La feuille de route sur l’IA en santé annoncée par Monsieur le Ministre Yannick Neuder lors du Sommet pour l’action sur l’IA s’intègre dans la feuille de route du numérique en santé. Cela fait en effet plus de cinq ans que nous soutenons en interministériel le développement de l’intelligence artificielle en santé d’abord avec le « Grand défi IA en santé » puis avec la stratégie d'accélération « Santé numérique » qui ont permis de poser un cadre propice et financer des projets d’envergure qui intègrent l'intelligence artificielle.
Nous avons récemment publié un état des lieux de toutes les actions qui sont mises en œuvre par le Ministère et les opérateurs du ministère de la Santé autour de l'intelligence artificielle. Ce document est notre base de travail pour la feuille de route de l’IA en santé qui sera mise en consultation publique avant l’été.
La place qui est réservée à l'intelligence artificielle au sein de la feuille de route du numérique en santé est déjà importante, plusieurs actions clés peuvent être citées.. Tout d’abord nous avons œuvré pour que la formation au numérique en santé (dont l’IA) soit rendue obligatoire dans tous les cursus de formation des professions médicales et paramédicales.
Nous avons également financé un large programme de recherche (PEPR Santé numérique) doté de 60 millions qui a pour objectif le développement de nouveaux modèles et algorithmes, notamment pour l'intelligence artificielle ou bien le développement de jumeaux numériques.
Autre exemple, nous avons financé une trentaine de tiers-lieux qui permettent la co-construction des innovations numériques au plus près des usagers et évidemment, l'intelligence artificielle fait partie des thématiques qui sont sur le haut de la pile. En outre, bénéficier d’un accès facilité aux données est une condition essentielle pour entraîner des algorithmes et réaliser des évaluations cliniques par exemple.
Nous travaillons activement pour fluidifier l’accès aux données de santé pour la recherche et l'innovation, c’est ainsi que nous avons financé la consolidation et la création d’un réseau de 16 consortiums d’entrepôts de données hospitaliers. Toutefois cet accès aux données est souvent complexe et long, à titre d’exemple il peut s’élever à plus de 18 mois pour l’accès aux données de la base principale du SNDS. Ceci peut paraître dissuasif pour bon nombre d'acteurs qui sont tentés de s’orienter dans d'autres territoires, d'autres marchés pour développer leurs innovations.

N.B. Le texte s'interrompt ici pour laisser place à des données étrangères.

//! Audit record model
//!
//! Every access decision the agent makes becomes an [`AuditEvent`]. Events
//! are shipped to the control plane in batches as `{"logs": [...]}`.

use serde::{Deserialize, Serialize};
use serde_json::Value;

/// Why a request was allowed (1xx) or denied (2xx)
#[derive(Debug, Clone, Copy, PartialEq, Eq, Serialize, Deserialize)]
#[serde(into = "u16", try_from = "u16")]
pub enum AuditReason {
    AllowedByRule,
    AllowedNoAuth,
    ValidAccessToken,
    ValidHeaderAuth,
    ValidPincode,
    ValidPassword,
    ValidEmail,
    ValidSso,
    ResourceNotFound,
    ResourceBlocked,
    DroppedByRule,
    NoSessions,
    TemporaryRequestToken,
    NoMoreAuthMethods,
}

impl AuditReason {
    /// Numeric code on the wire
    pub fn code(self) -> u16 {
        match self {
            Self::AllowedByRule => 100,
            Self::AllowedNoAuth => 101,
            Self::ValidAccessToken => 102,
            Self::ValidHeaderAuth => 103,
            Self::ValidPincode => 104,
            Self::ValidPassword => 105,
            Self::ValidEmail => 106,
            Self::ValidSso => 107,
            Self::ResourceNotFound => 201,
            Self::ResourceBlocked => 202,
            Self::DroppedByRule => 203,
            Self::NoSessions => 204,
            Self::TemporaryRequestToken => 205,
            Self::NoMoreAuthMethods => 299,
        }
    }

    /// Whether this reason describes an allowed request
    pub fn is_allow(self) -> bool {
        self.code() < 200
    }
}

impl From<AuditReason> for u16 {
    fn from(reason: AuditReason) -> Self {
        reason.code()
    }
}

impl TryFrom<u16> for AuditReason {
    type Error = String;

    fn try_from(code: u16) -> Result<Self, Self::Error> {
        Ok(match code {
            100 => Self::AllowedByRule,
            101 => Self::AllowedNoAuth,
            102 => Self::ValidAccessToken,
            103 => Self::ValidHeaderAuth,
            104 => Self::ValidPincode,
            105 => Self::ValidPassword,
            106 => Self::ValidEmail,
            107 => Self::ValidSso,
            201 => Self::ResourceNotFound,
            202 => Self::ResourceBlocked,
            203 => Self::DroppedByRule,
            204 => Self::NoSessions,
            205 => Self::TemporaryRequestToken,
            299 => Self::NoMoreAuthMethods,
            other => return Err(format!("unknown audit reason {}", other)),
        })
    }
}

/// Platform user behind a request
#[derive(Debug, Clone, PartialEq, Eq, Serialize, Deserialize)]
#[serde(rename_all = "camelCase")]
pub struct UserActor {
    pub username: String,
    pub user_id: String,
}

/// API key behind a request
#[derive(Debug, Clone, PartialEq, Eq, Serialize, Deserialize)]
#[serde(rename_all = "camelCase")]
pub struct ApiKeyActor {
    pub name: Option<String>,
    pub api_key_id: String,
}

#[derive(Debug, Clone, Copy, PartialEq, Eq, Serialize, Deserialize)]
#[serde(rename_all = "camelCase")]
pub enum ActorType {
    User,
    ApiKey,
}

/// The access decision being recorded
#[derive(Debug, Clone, PartialEq)]
pub struct AccessDecision {
    /// `true` = allowed
    pub action: bool,
    pub reason: AuditReason,
    pub resource_id: Option<i64>,
    pub org_id: Option<String>,
    pub location: Option<String>,
    pub user: Option<UserActor>,
    pub api_key: Option<ApiKeyActor>,
    pub metadata: Option<Value>,
}

impl AccessDecision {
    /// A decision with only the outcome filled in
    pub fn new(reason: AuditReason) -> Self {
        Self {
            action: reason.is_allow(),
            reason,
            resource_id: None,
            org_id: None,
            location: None,
            user: None,
            api_key: None,
            metadata: None,
        }
    }
}

/// The request the decision was made for
#[derive(Debug, Clone, Default, PartialEq, Eq)]
pub struct RequestContext {
    pub path: String,
    pub original_request_url: String,
    pub scheme: String,
    pub host: String,
    pub method: String,
    pub tls: bool,
    /// Raw client address as seen by the reverse proxy, often `ip:port`
    pub request_ip: Option<String>,
}

/// One audit record as shipped to the control plane
#[derive(Debug, Clone, PartialEq, Serialize, Deserialize)]
#[serde(rename_all = "camelCase")]
pub struct AuditEvent {
    /// Unix seconds
    pub timestamp: u64,
    pub org_id: Option<String>,
    pub actor_type: Option<ActorType>,
    pub actor: Option<String>,
    pub actor_id: Option<String>,
    /// JSON-encoded metadata
    pub metadata: Option<String>,
    pub action: bool,
    pub resource_id: Option<i64>,
    pub reason: AuditReason,
    pub location: Option<String>,
    #[serde(rename = "originalRequestURL")]
    pub original_request_url: String,
    pub scheme: String,
    pub host: String,
    pub path: String,
    pub method: String,
    pub ip: Option<String>,
    pub tls: bool,
}

impl AuditEvent {
    /// Build the record for a decision.
    ///
    /// An API key actor wins over a user actor when both are present.
    pub fn from_decision(decision: &AccessDecision, request: &RequestContext, timestamp: u64) -> Self {
        let (actor_type, actor, actor_id) = match (&decision.api_key, &decision.user) {
            (Some(key), _) => (
                Some(ActorType::ApiKey),
                Some(key.name.clone().unwrap_or_else(|| key.api_key_id.clone())),
                Some(key.api_key_id.clone()),
            ),
            (None, Some(user)) => (
                Some(ActorType::User),
                Some(user.username.clone()),
                Some(user.user_id.clone()),
            ),
            (None, None) => (None, None, None),
        };

        Self {
            timestamp,
            org_id: decision.org_id.clone(),
            actor_type,
            actor,
            actor_id,
            metadata: decision.metadata.as_ref().map(Value::to_string),
            action: decision.action,
            resource_id: decision.resource_id,
            reason: decision.reason,
            location: decision.location.clone(),
            original_request_url: request.original_request_url.clone(),
            scheme: request.scheme.clone(),
            host: request.host.clone(),
            path: request.path.clone(),
            method: request.method.clone(),
            ip: request.request_ip.as_deref().map(normalize_client_ip),
            tls: request.tls,
        }
    }
}

/// Batch body posted to the control plane
#[derive(Debug, Serialize)]
pub struct AuditBatch<'a> {
    pub logs: &'a [AuditEvent],
}

/// Strip the port from a client address.
///
/// `[addr]:port` yields `addr`; otherwise everything after the last colon
/// is dropped; an address without a colon is returned unchanged.
pub fn normalize_client_ip(raw: &str) -> String {
    if raw.starts_with('[') {
        if let Some(end) = raw.find(']') {
            return raw[1..end].to_string();
        }
    }

    match raw.rfind(':') {
        Some(idx) => raw[..idx].to_string(),
        None => raw.to_string(),
    }
}

#[cfg(test)]
mod tests {
    use super::*;
    use serde_json::json;

    fn request() -> RequestContext {
        RequestContext {
            path: "/admin".to_string(),
            original_request_url: "https://app.example.com/admin".to_string(),
            scheme: "https".to_string(),
            host: "app.example.com".to_string(),
            method: "GET".to_string(),
            tls: true,
            request_ip: Some("203.0.113.5:9000".to_string()),
        }
    }

    #[test]
    fn test_normalize_client_ip() {
        assert_eq!(normalize_client_ip("[::1]:54321"), "::1");
        assert_eq!(normalize_client_ip("203.0.113.5:9000"), "203.0.113.5");
        assert_eq!(normalize_client_ip("203.0.113.5"), "203.0.113.5");
        assert_eq!(normalize_client_ip("[2001:db8::1]"), "2001:db8::1");
    }

    #[test]
    fn test_api_key_actor_wins() {
        let mut decision = AccessDecision::new(AuditReason::ValidAccessToken);
        decision.user = Some(UserActor {
            username: "alice".to_string(),
            user_id: "u1".to_string(),
        });
        decision.api_key = Some(ApiKeyActor {
            name: None,
            api_key_id: "key-7".to_string(),
        });

        let event = AuditEvent::from_decision(&decision, &request(), 10);
        assert_eq!(event.actor_type, Some(ActorType::ApiKey));
        assert_eq!(event.actor.as_deref(), Some("key-7"));
        assert_eq!(event.actor_id.as_deref(), Some("key-7"));
    }

    #[test]
    fn test_no_actor() {
        let event = AuditEvent::from_decision(&AccessDecision::new(AuditReason::NoSessions), &request(), 10);
        assert_eq!(event.actor_type, None);
        assert_eq!(event.actor, None);
        assert!(!event.action);
        assert_eq!(event.ip.as_deref(), Some("203.0.113.5"));
    }

    #[test]
    fn test_wire_shape() {
        let mut decision = AccessDecision::new(AuditReason::ValidSso);
        decision.org_id = Some("org-1".to_string());
        decision.user = Some(UserActor {
            username: "alice".to_string(),
            user_id: "u1".to_string(),
        });
        decision.metadata = Some(json!({ "asn": 64500 }));
        let event = AuditEvent::from_decision(&decision, &request(), 1_700_000_000);

        let value = serde_json::to_value(AuditBatch { logs: &[event] }).unwrap();
        let log = &value["logs"][0];
        assert_eq!(log["reason"], 107);
        assert_eq!(log["actorType"], "user");
        assert_eq!(log["originalRequestURL"], "https://app.example.com/admin");
        assert_eq!(log["metadata"], "{\"asn\":64500}");
        assert_eq!(log["action"], true);
    }

    #[test]
    fn test_reason_codes() {
        assert!(AuditReason::AllowedByRule.is_allow());
        assert!(!AuditReason::NoMoreAuthMethods.is_allow());
        assert_eq!(AuditReason::try_from(203).unwrap(), AuditReason::DroppedByRule);
        assert!(AuditReason::try_from(42).is_err());
    }
}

Des actions concrètes pour réduire ces délais et faciliter l’accès aux données pour la recherche et l’innovation seront lancées prochainement dans le cadre de la stratégie sur l’utilisation secondaire des données de santé, en lien avec les travaux sur l’IA précédemment cités.

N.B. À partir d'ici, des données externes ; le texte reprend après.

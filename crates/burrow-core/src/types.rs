//! Domain types returned by the control plane
//!
//! Field names follow the control plane's camelCase JSON. Every struct
//! tolerates missing fields so that additive changes on the remote side do
//! not turn into decode failures (and therefore denials) here.

use serde::{Deserialize, Serialize};

/// A proxied resource
#[derive(Debug, Clone, Default, PartialEq, Serialize, Deserialize)]
#[serde(rename_all = "camelCase", default)]
pub struct Resource {
    pub resource_id: i64,
    pub resource_guid: String,
    pub org_id: String,
    pub nice_id: String,
    pub name: String,
    pub subdomain: Option<String>,
    pub full_domain: Option<String>,
    pub domain_id: Option<String>,
    pub ssl: bool,
    /// Deny every request regardless of credentials
    pub block_access: bool,
    /// Platform (SSO) authentication enabled
    pub sso: bool,
    pub http: bool,
    pub protocol: String,
    pub proxy_port: Option<u16>,
    /// One-time email code authentication enabled
    pub email_whitelist_enabled: bool,
    /// Evaluate resource rules before authentication
    pub apply_rules: bool,
    pub enabled: bool,
    pub sticky_session: bool,
    pub tls_server_name: Option<String>,
    pub set_host_header: Option<String>,
    pub enable_proxy: Option<bool>,
    pub skip_to_idp_id: Option<i64>,
    pub headers: Option<String>,
}

#[derive(Debug, Clone, Default, PartialEq, Serialize, Deserialize)]
#[serde(rename_all = "camelCase", default)]
pub struct ResourcePincode {
    pub pincode_id: i64,
    pub resource_id: i64,
    pub pincode_hash: String,
    pub digit_length: u8,
}

#[derive(Debug, Clone, Default, PartialEq, Serialize, Deserialize)]
#[serde(rename_all = "camelCase", default)]
pub struct ResourcePassword {
    pub password_id: i64,
    pub resource_id: i64,
    pub password_hash: String,
}

#[derive(Debug, Clone, Default, PartialEq, Serialize, Deserialize)]
#[serde(rename_all = "camelCase", default)]
pub struct ResourceHeaderAuth {
    pub header_auth_id: i64,
    pub resource_id: i64,
    pub header_auth_hash: String,
}

#[derive(Debug, Clone, Default, PartialEq, Serialize, Deserialize)]
#[serde(rename_all = "camelCase", default)]
pub struct ResourceHeaderAuthExtendedCompatibility {
    pub resource_id: i64,
    pub header_auth_extended_compatibility_id: i64,
    pub extended_compatibility_is_activated: bool,
}

/// An organization and its policy settings
#[derive(Debug, Clone, Default, PartialEq, Serialize, Deserialize)]
#[serde(rename_all = "camelCase", default)]
pub struct Org {
    pub name: String,
    pub org_id: String,
    pub subnet: Option<String>,
    pub utility_subnet: Option<String>,
    pub created_at: Option<String>,
    pub require_two_factor: Option<bool>,
    /// Maximum age of a resource session; `None` disables the check
    pub max_session_length_hours: Option<u32>,
    pub password_expiry_days: Option<u32>,
    pub settings_log_retention_days_request: u32,
    pub settings_log_retention_days_access: u32,
    pub settings_log_retention_days_action: u32,
}

#[derive(Debug, Clone, Default, PartialEq, Serialize, Deserialize)]
#[serde(rename_all = "camelCase", default)]
pub struct LoginPage {
    pub login_page_id: i64,
    pub subdomain: Option<String>,
    pub full_domain: Option<String>,
    pub exit_node_id: Option<i64>,
    pub domain_id: Option<String>,
}

/// What a matching rule does with the request
#[derive(Debug, Clone, Copy, PartialEq, Eq, Serialize, Deserialize)]
#[serde(rename_all = "UPPERCASE")]
pub enum RuleAction {
    /// Allow without authentication
    Accept,
    /// Deny
    Drop,
    /// Skip to authentication
    Pass,
}

/// What a rule's value is compared against
#[derive(Debug, Clone, Copy, PartialEq, Eq, Serialize, Deserialize)]
#[serde(rename_all = "UPPERCASE")]
pub enum RuleMatch {
    /// Client IP inside a network
    Cidr,
    /// Request path matches a pattern
    Path,
    /// Client IP equals an address
    Ip,
}

#[derive(Debug, Clone, PartialEq, Serialize, Deserialize)]
#[serde(rename_all = "camelCase")]
pub struct ResourceRule {
    #[serde(default)]
    pub rule_id: i64,
    #[serde(default)]
    pub resource_id: i64,
    #[serde(default = "enabled_by_default")]
    pub enabled: bool,
    /// Lower values are evaluated first
    pub priority: i32,
    pub action: RuleAction,
    #[serde(rename = "match")]
    pub match_type: RuleMatch,
    pub value: String,
}

fn enabled_by_default() -> bool {
    true
}

/// A resource together with its configured auth methods and owning org
#[derive(Debug, Clone, Default, PartialEq, Serialize, Deserialize)]
#[serde(rename_all = "camelCase", default)]
pub struct ResourceWithAuth {
    pub resource: Option<Resource>,
    pub pincode: Option<ResourcePincode>,
    pub password: Option<ResourcePassword>,
    pub header_auth: Option<ResourceHeaderAuth>,
    pub header_auth_extended_compatibility: Option<ResourceHeaderAuthExtendedCompatibility>,
    pub org: Org,
}

impl ResourceWithAuth {
    /// Whether any authentication method protects the resource
    pub fn requires_auth(&self) -> bool {
        let sso = self.resource.as_ref().map(|r| r.sso).unwrap_or(false);
        let whitelist = self
            .resource
            .as_ref()
            .map(|r| r.email_whitelist_enabled)
            .unwrap_or(false);
        sso || whitelist || self.pincode.is_some() || self.password.is_some() || self.header_auth.is_some()
    }
}

/// A session on a single resource, created by the control plane
#[derive(Debug, Clone, Default, PartialEq, Serialize, Deserialize)]
#[serde(rename_all = "camelCase", default)]
pub struct ResourceSession {
    pub session_id: String,
    pub resource_id: i64,
    /// Epoch milliseconds
    pub expires_at: i64,
    pub session_length: i64,
    /// Epoch milliseconds; `None` means the identity time is unknown
    pub issued_at: Option<i64>,
    pub do_not_extend: bool,
    pub is_request_token: bool,
    pub password_id: Option<i64>,
    pub pincode_id: Option<i64>,
    pub whitelist_id: Option<i64>,
    pub access_token_id: Option<String>,
    pub user_session_id: Option<String>,
}

impl ResourceSession {
    /// Whether the session is past its own expiry
    pub fn is_expired_at(&self, now_millis: i64) -> bool {
        self.expires_at <= now_millis
    }
}

#[derive(Debug, Clone, Default, PartialEq, Serialize, Deserialize)]
#[serde(rename_all = "camelCase", default)]
pub struct ResourceAccessToken {
    pub access_token_id: String,
    pub org_id: String,
    /// Absent when the token is valid for every resource of the org
    pub resource_id: Option<i64>,
    pub token_hash: String,
    pub session_length: i64,
    /// Epoch milliseconds; `None` never expires
    pub expires_at: Option<i64>,
    pub title: Option<String>,
    pub description: Option<String>,
    pub created_at: i64,
}

/// Settings the control plane shares with every node
#[derive(Debug, Clone, PartialEq, Serialize, Deserialize)]
#[serde(default)]
pub struct RemoteConfig {
    pub session_cookie_name: String,
    pub resource_access_token_param: String,
    pub resource_access_token_headers: AccessTokenHeaders,
    pub resource_session_request_param: String,
    pub require_email_verification: bool,
    pub resource_session_length_hours: u32,
}

#[derive(Debug, Clone, PartialEq, Serialize, Deserialize)]
#[serde(default)]
pub struct AccessTokenHeaders {
    pub id: String,
    pub token: String,
}

impl Default for AccessTokenHeaders {
    fn default() -> Self {
        Self {
            id: "P-Access-Token-Id".to_string(),
            token: "P-Access-Token".to_string(),
        }
    }
}

impl Default for RemoteConfig {
    fn default() -> Self {
        Self {
            session_cookie_name: "p_session_token".to_string(),
            resource_access_token_param: "p_token".to_string(),
            resource_access_token_headers: AccessTokenHeaders::default(),
            resource_session_request_param: "resource_session_request_param".to_string(),
            require_email_verification: false,
            resource_session_length_hours: 24,
        }
    }
}
//! Credential trait

use async_trait::async_trait;

use crate::error::GatewayError;

/// Source of the bearer token used for control plane calls.
///
/// Implementations must allow many concurrent readers.
#[async_trait]
pub trait CredentialProvider: Send + Sync {
    /// Current bearer token
    async fn token(&self) -> Result<String, GatewayError>;
}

Comment la feuille de route intègre-t-elle les enjeux d’éthique numérique et de sobriété numérique ?
L’éthique est un des trois piliers de la doctrine du numérique en santé. Son développement est une condition indispensable à la confiance et aux usages du numérique en santé.
Nous avons progressivement structuré un véritable cadre éthique du numérique en santé en lançant dès 2019 une cellule éthique du numérique en santé au sein de la DNS, avec plusieurs groupes de travail en interface avec l'écosystème pour pouvoir travailler sur des livrables concrets.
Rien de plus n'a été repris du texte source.